The argument can be generalized to most of the ACA’s insurance reforms. And I can already hear the response: Because this “something different” will not work. The ACA’s opponents are completely unrealistic about the tough tradeoffs that health-care policymaking entails. They will take federal money and squander it, leaving millions of people without coverage.

That might be right; indeed, I suspect it is right. But that’s my judgment. Lots of smart people do not share that judgment. And if federalism means anything, it is that national judgment should not supersede state judgment, absent a good reason for federal intervention. Yes, federal money might be squandered in a state that adopts stupid insurance rules. People could go bankrupt and even die as a result of the lack of coverage. But that’s an issue between the state and its voters. If other states use the money more effectively, the state with the stupid rules will come under pressure to improve them. And what if it turns out that what seemed stupid is not so stupid after all?
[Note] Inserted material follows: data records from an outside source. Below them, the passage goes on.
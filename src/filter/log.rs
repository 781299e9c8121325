//! Diagnostic side-channel for filter decisions.
//!
//! The filter never owns a logger. It is handed an optional sink at
//! construction and calls it synchronously; `None` means logging is off.

use std::net::IpAddr;

use crate::filter::engine::DenyReason;

/// Receives human-readable diagnostics from the filter.
pub trait DecisionLog: Send + Sync {
    /// An `allowedIPs` entry could not be parsed and was skipped.
    fn invalid_allowlist_entry(&self, entry: &str);

    /// A request was rejected.
    fn denied(&self, target: &str, client: Option<IpAddr>, reason: &DenyReason);

    /// A blocked header was let through by a whitelist rule.
    fn whitelisted(&self, target: &str, header: &str);

    /// A request was let through because its client is on the allowlist.
    fn allowlisted(&self, target: &str, client: IpAddr);
}

/// Default sink: emits `tracing` events under the `headerblock` target.
#[derive(Debug, Clone, Copy, Default)]
pub struct TracingLog;

impl DecisionLog for TracingLog {
    fn invalid_allowlist_entry(&self, entry: &str) {
        tracing::warn!(target: "headerblock", entry = %entry, "invalid allowedIP entry skipped");
    }

    fn denied(&self, target: &str, client: Option<IpAddr>, reason: &DenyReason) {
        match reason {
            DenyReason::IpNotAllowed => {
                let client = client.map(|ip| ip.to_string()).unwrap_or_else(|| "<invalid>".into());
                tracing::warn!(target: "headerblock", url = %target, client = %client, "access denied - IP not allowed");
            }
            DenyReason::BlockedHeader { name } => {
                tracing::warn!(target: "headerblock", url = %target, header = %name, "access denied - blocked header");
            }
        }
    }

    fn whitelisted(&self, target: &str, header: &str) {
        tracing::info!(target: "headerblock", url = %target, header = %header, "access allowed - whitelisted header");
    }

    fn allowlisted(&self, target: &str, client: IpAddr) {
        tracing::debug!(target: "headerblock", url = %target, client = %client, "access allowed - IP allowlisted");
    }
}
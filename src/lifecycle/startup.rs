//! Startup orchestration.
//!
//! # Responsibilities
//! - Load and validate configuration
//! - Compile the filter and report what it holds
//! - Start background tasks (metrics, config watcher, signal handling)
//! - Bind the listener and begin accepting traffic
//!
//! # Design Decisions
//! - Fail fast: any startup error is fatal
//! - Listener starts last (traffic only when ready)

use std::path::{Path, PathBuf};
use std::sync::Arc;

use tokio::net::TcpListener;
use tokio::sync::mpsc;

use crate::config::loader::{load_config, ConfigError};
use crate::config::validation::validate_config;
use crate::config::watcher::ConfigWatcher;
use crate::config::GatewayConfig;
use crate::filter::{DecisionLog, FilterResult, HeaderBlock, TracingLog};
use crate::http::HttpServer;
use crate::lifecycle::{signals, Shutdown};
use crate::observability::metrics;

/// How the gateway was asked to start.
#[derive(Debug, Clone, Default)]
pub struct StartupOptions {
    /// Configuration file; built-in defaults when absent.
    pub config_path: Option<PathBuf>,
    /// Reload the filter when the configuration file changes.
    pub watch: bool,
}

/// Summary of a compiled filter.
#[derive(Debug, Clone, Copy, PartialEq, Eq)]
pub struct FilterReport {
    pub block_rules: usize,
    pub whitelist_rules: usize,
    pub allowed_networks: usize,
}

/// Load the configuration file, or validated defaults when none is given.
pub fn load(path: Option<&Path>) -> Result<GatewayConfig, ConfigError> {
    match path {
        Some(path) => load_config(path),
        None => {
            let config = GatewayConfig::default();
            validate_config(&config).map_err(ConfigError::Validation)?;
            Ok(config)
        }
    }
}

/// Compile the filter once, reporting skipped allowlist entries regardless
/// of the `log` setting.
pub fn check(config: &GatewayConfig) -> FilterResult<FilterReport> {
    let log: Arc<dyn DecisionLog> = Arc::new(TracingLog);
    let filter = HeaderBlock::with_log(&config.filter, Some(log))?;

    Ok(FilterReport {
        block_rules: filter.block_rules().len(),
        whitelist_rules: filter.whitelist_rules().len(),
        allowed_networks: filter.allowlist().len(),
    })
}

/// Run the gateway until a shutdown signal arrives.
pub async fn start(
    config: GatewayConfig,
    options: StartupOptions,
) -> Result<(), Box<dyn std::error::Error>> {
    if config.observability.metrics_enabled {
        match config.observability.metrics_address.parse() {
            Ok(addr) => metrics::init_metrics(addr),
            Err(_) => tracing::error!(
                metrics_address = %config.observability.metrics_address,
                "Failed to parse metrics address"
            ),
        }
    }

    let server = HttpServer::new(config)?;
    let report = server.filter().current();
    tracing::info!(
        block_rules = report.block_rules().len(),
        whitelist_rules = report.whitelist_rules().len(),
        allowed_networks = report.allowlist().len(),
        "Filter compiled"
    );
    drop(report);

    // The watcher handle must outlive the server.
    let (_watcher, config_updates) = match (&options.config_path, options.watch) {
        (Some(path), true) => {
            let (watcher, rx) = ConfigWatcher::new(path);
            (Some(watcher.run()?), rx)
        }
        _ => {
            let (_, rx) = mpsc::unbounded_channel();
            (None, rx)
        }
    };

    let shutdown = Shutdown::new();
    let server_shutdown = shutdown.subscribe();
    tokio::spawn(async move {
        signals::shutdown_requested().await;
        shutdown.trigger();
    });

    let listener = TcpListener::bind(&server.config().listener.bind_address).await?;
    tracing::info!(address = %listener.local_addr()?, "Listening for connections");

    server.run(listener, config_updates, server_shutdown).await?;
    Ok(())
}

#[cfg(test)]
mod tests {
    use super::*;
    use crate::config::HeaderConfig;

    #[test]
    fn test_load_defaults_without_path() {
        let config = load(None).unwrap();
        assert_eq!(config.listener.bind_address, "0.0.0.0:8080");
    }

    #[test]
    fn test_check_reports_counts() {
        let mut config = GatewayConfig::default();
        config.filter.request_headers.push(HeaderConfig {
            name: "X-Test".into(),
            value: String::new(),
        });
        config.filter.allowed_ips = vec!["10.0.0.0/8, bogus, ::1".into()];

        assert_eq!(
            check(&config).unwrap(),
            FilterReport {
                block_rules: 1,
                whitelist_rules: 0,
                allowed_networks: 2,
            }
        );
    }
}
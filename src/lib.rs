//! HTTP request filtering gateway library.
//!
//! Rejects requests by client IP allowlist and by header name/value rules,
//! with whitelist rules carving exceptions out of blocked headers.

pub mod config;
pub mod filter;
pub mod http;
pub mod lifecycle;
pub mod observability;

pub use config::schema::GatewayConfig;
pub use filter::{HeaderBlock, Verdict};
pub use http::HttpServer;
pub use lifecycle::Shutdown;
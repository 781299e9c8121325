//! OS signal handling.
//!
//! SIGINT (Ctrl+C) and, on Unix, SIGTERM both request a graceful shutdown.

/// Resolve once the process is asked to stop.
pub async fn shutdown_requested() {
    let ctrl_c = async {
        if let Err(e) = tokio::signal::ctrl_c().await {
            tracing::error!(error = %e, "Failed to install Ctrl+C handler");
            std::future::pending::<()>().await;
        }
    };

    #[cfg(unix)]
    let terminate = async {
        match tokio::signal::unix::signal(tokio::signal::unix::SignalKind::terminate()) {
            Ok(mut sig) => {
                sig.recv().await;
            }
            Err(e) => {
                tracing::error!(error = %e, "Failed to install SIGTERM handler");
                std::future::pending::<()>().await;
            }
        }
    };

    #[cfg(not(unix))]
    let terminate = std::future::pending::<()>();

    tokio::select! {
        _ = ctrl_c => {},
        _ = terminate => {},
    }
}
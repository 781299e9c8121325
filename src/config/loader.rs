//! Configuration loading from disk.

use std::fs;
use std::path::Path;

use thiserror::Error;

use crate::config::schema::GatewayConfig;
use crate::config::validation::{validate_config, ValidationError};

/// Error type for configuration loading.
#[derive(Debug, Error)]
pub enum ConfigError {
    #[error("IO error: {0}")]
    Io(#[from] std::io::Error),

    #[error("Parse error: {0}")]
    Toml(#[from] toml::de::Error),

    #[error("Parse error: {0}")]
    Json(#[from] serde_json::Error),

    #[error("Validation failed: {}", join(.0))]
    Validation(Vec<ValidationError>),
}

fn join(errors: &[ValidationError]) -> String {
    errors
        .iter()
        .map(|e| e.to_string())
        .collect::<Vec<_>>()
        .join(", ")
}

/// Load and validate configuration from a file.
///
/// Files ending in `.json` are read as JSON, everything else as TOML.
pub fn load_config(path: &Path) -> Result<GatewayConfig, ConfigError> {
    let content = fs::read_to_string(path)?;
    parse_config(path, &content)
}

/// Parse and validate `content` read from `path`; the extension picks the
/// format.
pub fn parse_config(path: &Path, content: &str) -> Result<GatewayConfig, ConfigError> {
    let is_json = path
        .extension()
        .is_some_and(|ext| ext.eq_ignore_ascii_case("json"));
    let config = if is_json {
        parse_json(content)?
    } else {
        parse_toml(content)?
    };

    validate_config(&config).map_err(ConfigError::Validation)?;

    Ok(config)
}

pub fn parse_toml(content: &str) -> Result<GatewayConfig, ConfigError> {
    Ok(toml::from_str(content)?)
}

pub fn parse_json(content: &str) -> Result<GatewayConfig, ConfigError> {
    Ok(serde_json::from_str(content)?)
}
//! End-to-end tests: client → gateway → mock backend.

use std::time::Duration;

use headerblock::config::{GatewayConfig, HeaderConfig};
use reqwest::StatusCode;

mod common;

fn rule(name: &str, value: &str) -> HeaderConfig {
    HeaderConfig {
        name: name.into(),
        value: value.into(),
    }
}

async fn config_for_backend() -> GatewayConfig {
    let backend = common::start_mock_backend("Hello from backend").await;
    let mut config = GatewayConfig::default();
    config.upstream.address = backend.to_string();
    config
}

#[tokio::test]
async fn test_allowed_request_reaches_backend() {
    let mut config = config_for_backend().await;
    config.filter.request_headers.push(rule("User-Agent", "SpamBot"));
    let gateway = common::start_gateway(config).await;

    let client = reqwest::Client::new();
    let res = client
        .get(gateway.url("/hello"))
        .header("User-Agent", "Mozilla")
        .send()
        .await
        .unwrap();

    assert_eq!(res.status(), StatusCode::OK);
    assert_eq!(res.text().await.unwrap(), "Hello from backend");
    gateway.stop();
}

#[tokio::test]
async fn test_blocked_request_gets_empty_403() {
    let mut config = config_for_backend().await;
    config.filter.request_headers.push(rule("User-Agent", "SpamBot"));
    let gateway = common::start_gateway(config).await;

    let client = reqwest::Client::new();
    let res = client
        .get(gateway.url("/hello"))
        .header("User-Agent", "SpamBot/1.0")
        .send()
        .await
        .unwrap();

    assert_eq!(res.status(), StatusCode::FORBIDDEN);
    assert!(res.text().await.unwrap().is_empty());
    gateway.stop();
}

#[tokio::test]
async fn test_allowlist_uses_connection_address() {
    let mut config = config_for_backend().await;
    config.filter.request_headers.push(rule("X-Test", ""));
    config.filter.allowed_ips = vec!["10.0.0.0/8".into()];
    let gateway = common::start_gateway(config.clone()).await;

    let client = reqwest::Client::new();
    let res = client.get(gateway.url("/")).send().await.unwrap();
    assert_eq!(res.status(), StatusCode::FORBIDDEN);
    gateway.stop();

    // Loopback on the allowlist skips the header rules entirely.
    config.filter.allowed_ips = vec!["10.0.0.0/8, 127.0.0.1, ::1".into()];
    let gateway = common::start_gateway(config).await;
    let res = client
        .get(gateway.url("/"))
        .header("X-Test", "blocked")
        .send()
        .await
        .unwrap();
    assert_eq!(res.status(), StatusCode::OK);
    gateway.stop();
}

#[tokio::test]
async fn test_config_update_swaps_filter() {
    let config = config_for_backend().await;
    let gateway = common::start_gateway(config.clone()).await;
    let client = reqwest::Client::new();

    let res = client
        .get(gateway.url("/"))
        .header("Cf-Ipcountry", "FR")
        .send()
        .await
        .unwrap();
    assert_eq!(res.status(), StatusCode::OK);

    let mut updated = config;
    updated.filter.request_headers.push(rule("Cf-Ipcountry", ""));
    updated.filter.whitelist_request_headers.push(rule("Cf-Ipcountry", "VN"));
    gateway.updates.send(updated).unwrap();
    tokio::time::sleep(Duration::from_millis(100)).await;

    let res = client
        .get(gateway.url("/"))
        .header("Cf-Ipcountry", "FR")
        .send()
        .await
        .unwrap();
    assert_eq!(res.status(), StatusCode::FORBIDDEN);

    let res = client
        .get(gateway.url("/"))
        .header("Cf-Ipcountry", "VN")
        .send()
        .await
        .unwrap();
    assert_eq!(res.status(), StatusCode::OK);
    gateway.stop();
}

#[tokio::test]
async fn test_value_rule_ignores_host_header() {
    let mut config = config_for_backend().await;
    // Matches the Host header reqwest sends (127.0.0.1:port).
    config.filter.request_headers.push(rule("", "127\\.0\\.0\\.1"));
    let gateway = common::start_gateway(config).await;

    let client = reqwest::Client::new();
    let res = client.get(gateway.url("/")).send().await.unwrap();
    assert_eq!(res.status(), StatusCode::OK);

    let res = client
        .get(gateway.url("/"))
        .header("X-Forwarded-For", "127.0.0.1")
        .send()
        .await
        .unwrap();
    assert_eq!(res.status(), StatusCode::FORBIDDEN);
    gateway.stop();
}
Democracy rests on the conceit that we all have an equal voice in determining what the good is, which is why Michigan voters don’t get to tell Ohioans how to spend their tax dollars, even if Wolverines know in their hearts that they make better decisions than Buckeyes. And while the federal government can make decisions for Ohio, it should not do so just because it doubts the wisdom, intelligence, or values of Ohio residents. “The states have bad ideas” is a poor justification for federal law (unless, again, those bad ideas turn on views about the inferiority of minority groups). Federalism thrives when we recognize the limits of what we know, appreciate that good people can hold views that many others find repugnant, and acknowledge that our own misconceptions and prejudices can blind us. Sometimes federalism means letting the states wave their crazy flags.

I’d welcome any suggestions and criticisms. And a big thank you to the Yale Law Journal, which has moved with stunning speed to get the piece up.